ABOUT THIS TASK: Could you work out the number of lines in the listing that include the word "enum" and reply with that figure alone?

SUPPLIED INFORMATION: Begin

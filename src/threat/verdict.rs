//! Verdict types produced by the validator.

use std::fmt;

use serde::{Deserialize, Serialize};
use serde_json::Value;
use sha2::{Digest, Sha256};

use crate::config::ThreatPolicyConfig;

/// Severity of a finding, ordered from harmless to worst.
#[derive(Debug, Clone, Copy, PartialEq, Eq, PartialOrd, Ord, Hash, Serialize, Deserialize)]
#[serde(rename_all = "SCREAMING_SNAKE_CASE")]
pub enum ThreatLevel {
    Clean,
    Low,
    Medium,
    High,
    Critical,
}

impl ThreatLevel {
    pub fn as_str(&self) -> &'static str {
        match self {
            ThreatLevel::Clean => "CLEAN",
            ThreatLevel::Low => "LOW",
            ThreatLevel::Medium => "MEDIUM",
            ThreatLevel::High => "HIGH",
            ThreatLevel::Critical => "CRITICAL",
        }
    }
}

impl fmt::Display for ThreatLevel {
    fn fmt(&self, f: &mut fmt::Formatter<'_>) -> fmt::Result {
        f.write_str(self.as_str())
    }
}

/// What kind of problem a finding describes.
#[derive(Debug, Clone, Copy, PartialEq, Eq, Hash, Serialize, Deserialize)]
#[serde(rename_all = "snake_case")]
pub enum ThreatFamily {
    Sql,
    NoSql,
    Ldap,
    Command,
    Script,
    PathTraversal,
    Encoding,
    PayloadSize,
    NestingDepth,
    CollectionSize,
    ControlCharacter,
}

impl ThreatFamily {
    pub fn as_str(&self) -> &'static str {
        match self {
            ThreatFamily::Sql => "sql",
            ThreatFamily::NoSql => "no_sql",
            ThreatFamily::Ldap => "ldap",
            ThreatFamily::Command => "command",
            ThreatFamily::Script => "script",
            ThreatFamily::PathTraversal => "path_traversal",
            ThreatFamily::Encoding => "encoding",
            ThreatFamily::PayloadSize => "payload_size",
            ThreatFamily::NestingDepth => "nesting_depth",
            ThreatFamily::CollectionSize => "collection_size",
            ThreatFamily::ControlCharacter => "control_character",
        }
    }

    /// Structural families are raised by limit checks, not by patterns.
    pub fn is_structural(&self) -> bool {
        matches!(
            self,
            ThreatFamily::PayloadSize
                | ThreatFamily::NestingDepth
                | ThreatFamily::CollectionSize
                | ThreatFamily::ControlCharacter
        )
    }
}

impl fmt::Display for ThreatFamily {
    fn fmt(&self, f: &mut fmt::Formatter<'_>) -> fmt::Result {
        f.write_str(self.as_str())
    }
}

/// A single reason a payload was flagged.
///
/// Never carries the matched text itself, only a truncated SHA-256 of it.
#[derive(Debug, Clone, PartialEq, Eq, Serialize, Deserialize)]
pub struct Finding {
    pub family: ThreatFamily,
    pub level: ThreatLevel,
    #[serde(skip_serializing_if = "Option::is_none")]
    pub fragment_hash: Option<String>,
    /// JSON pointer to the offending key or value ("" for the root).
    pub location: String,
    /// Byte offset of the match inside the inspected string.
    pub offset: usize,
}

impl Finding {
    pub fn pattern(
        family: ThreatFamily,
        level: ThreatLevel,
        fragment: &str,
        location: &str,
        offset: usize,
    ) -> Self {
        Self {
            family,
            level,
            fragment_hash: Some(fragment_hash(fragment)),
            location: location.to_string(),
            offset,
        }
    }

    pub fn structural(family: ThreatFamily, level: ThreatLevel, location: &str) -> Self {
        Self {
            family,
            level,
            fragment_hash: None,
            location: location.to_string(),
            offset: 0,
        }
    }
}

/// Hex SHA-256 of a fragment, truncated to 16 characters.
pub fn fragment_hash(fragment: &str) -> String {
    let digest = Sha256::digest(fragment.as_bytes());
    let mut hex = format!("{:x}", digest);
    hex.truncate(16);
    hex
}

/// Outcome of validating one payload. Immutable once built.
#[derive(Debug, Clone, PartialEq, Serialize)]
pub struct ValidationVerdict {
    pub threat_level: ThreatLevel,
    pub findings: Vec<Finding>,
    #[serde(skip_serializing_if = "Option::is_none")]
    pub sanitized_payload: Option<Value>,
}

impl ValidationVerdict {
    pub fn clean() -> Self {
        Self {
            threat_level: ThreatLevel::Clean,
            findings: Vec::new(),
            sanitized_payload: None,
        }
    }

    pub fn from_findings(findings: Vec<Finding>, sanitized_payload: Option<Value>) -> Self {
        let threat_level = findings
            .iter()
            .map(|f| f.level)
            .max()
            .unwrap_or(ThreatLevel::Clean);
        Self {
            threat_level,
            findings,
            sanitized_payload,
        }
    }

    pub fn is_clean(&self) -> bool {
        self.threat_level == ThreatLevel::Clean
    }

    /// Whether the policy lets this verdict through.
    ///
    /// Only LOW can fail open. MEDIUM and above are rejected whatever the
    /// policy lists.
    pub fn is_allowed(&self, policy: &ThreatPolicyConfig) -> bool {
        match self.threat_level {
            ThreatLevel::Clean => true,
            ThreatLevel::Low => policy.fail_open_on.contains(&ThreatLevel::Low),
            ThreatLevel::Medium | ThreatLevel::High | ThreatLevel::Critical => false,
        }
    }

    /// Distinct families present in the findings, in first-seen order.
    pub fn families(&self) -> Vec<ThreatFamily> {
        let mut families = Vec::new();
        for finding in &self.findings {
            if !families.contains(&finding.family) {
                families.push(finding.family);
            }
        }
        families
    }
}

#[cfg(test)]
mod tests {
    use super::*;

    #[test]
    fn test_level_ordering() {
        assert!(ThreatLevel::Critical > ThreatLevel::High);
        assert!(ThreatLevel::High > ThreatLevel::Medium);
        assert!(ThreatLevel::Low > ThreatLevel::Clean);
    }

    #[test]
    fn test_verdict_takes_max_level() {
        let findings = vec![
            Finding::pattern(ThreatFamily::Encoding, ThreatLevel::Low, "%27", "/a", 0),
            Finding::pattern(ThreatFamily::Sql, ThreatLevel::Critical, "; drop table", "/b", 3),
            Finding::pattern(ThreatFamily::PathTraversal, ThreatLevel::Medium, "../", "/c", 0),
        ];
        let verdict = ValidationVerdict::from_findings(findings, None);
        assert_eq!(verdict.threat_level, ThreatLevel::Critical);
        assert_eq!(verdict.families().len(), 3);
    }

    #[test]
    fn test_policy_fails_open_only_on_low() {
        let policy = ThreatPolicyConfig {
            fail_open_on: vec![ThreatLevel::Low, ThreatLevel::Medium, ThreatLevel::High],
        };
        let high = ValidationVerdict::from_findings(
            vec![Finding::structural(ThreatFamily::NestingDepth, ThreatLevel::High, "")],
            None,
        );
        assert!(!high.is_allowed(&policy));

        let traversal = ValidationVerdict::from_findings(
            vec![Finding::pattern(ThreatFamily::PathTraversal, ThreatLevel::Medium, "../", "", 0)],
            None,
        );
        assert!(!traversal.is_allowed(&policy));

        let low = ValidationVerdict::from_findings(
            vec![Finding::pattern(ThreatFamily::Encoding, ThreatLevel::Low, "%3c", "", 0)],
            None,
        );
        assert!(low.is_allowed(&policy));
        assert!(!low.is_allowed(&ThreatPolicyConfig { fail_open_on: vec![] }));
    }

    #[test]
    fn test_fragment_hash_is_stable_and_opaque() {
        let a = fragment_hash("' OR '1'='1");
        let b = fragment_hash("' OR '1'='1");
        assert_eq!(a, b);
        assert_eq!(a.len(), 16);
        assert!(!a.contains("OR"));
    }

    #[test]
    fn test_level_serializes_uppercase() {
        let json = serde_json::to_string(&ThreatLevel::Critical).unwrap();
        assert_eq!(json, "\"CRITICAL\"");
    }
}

SUPPLIED INFORMATION: End

REPLY TO THE TASK: 2